WHAT TO PRODUCE:
Each line that contains "WithdrawReceipt" needs to be copied from the listing.

TASK INPUTS:
//! Ephemeral Pool Integration Tests
//!
//! Simulated two-ledger harness. Accounts live as byte images either on the
//! base ledger or, while delegated, on the ephemeral venue. Every operation
//! decodes the images it touches, runs the program's pure handler, and writes
//! the result back, so the scenarios exercise the zero-copy layouts as well
//! as the pool semantics.
//!
//! Token balances (vaults, fee recipient, LP holdings, LP escrow) are tracked
//! alongside to check conservation across the receipt saga.

use std::collections::HashMap;

use ephemeral_pool::instructions::*;
use ephemeral_pool::state::*;
use pool_model::{
    CommitOutcome, DepositResolution, DepositSettlement, EntityKind, Key, PoolError, PoolParams, ReconcileMode, StatusAction,
    WithdrawResolution,
};

pub const POOL_KEY: Key = [9u8; 32];
pub const AUTHORITY: Key = [2u8; 32];
pub const FEE_RECIPIENT: Key = [3u8; 32];
pub const ALICE: Key = [1u8; 32];
pub const BOB: Key = [11u8; 32];
pub const CAROL: Key = [12u8; 32];

/// Accounts the harness knows how to address
#[derive(Debug, Clone, Copy, PartialEq, Eq, Hash)]
pub enum Entity {
    Pool,
    Ledger(Key),
    DepositReceipt(Key),
    WithdrawReceipt(Key),
}

impl Entity {
    pub fn kind(&self) -> EntityKind {
        match self {
            Entity::Pool => EntityKind::Pool,
            Entity::Ledger(_) => EntityKind::LiquidityProvider,
            Entity::DepositReceipt(_) => EntityKind::DepositReceipt,
            Entity::WithdrawReceipt(_) => EntityKind::WithdrawReceipt,
        }
    }
}

/// Byte image, for all-or-nothing assertions
pub fn image<T: ZeroCopy>(value: &T) -> Vec<u8> {
    as_bytes(value).to_vec()
}

#[derive(Debug, Clone, Copy, PartialEq, Eq)]
enum Side {
    Base,
    Venue,
}

pub struct Harness {
    base: HashMap<Entity, Vec<u8>>,
    venue: HashMap<Entity, Vec<u8>>,
    now: i64,
    vault_a: u64,
    vault_b: u64,
    fees_paid_a: u64,
    fees_paid_b: u64,
    lp_balances: HashMap<Key, u64>,
    lp_escrow: u64,
}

OUTPUT OF THE TASK:
    WithdrawReceipt(Key),
            Entity::WithdrawReceipt(_) => EntityKind::WithdrawReceipt,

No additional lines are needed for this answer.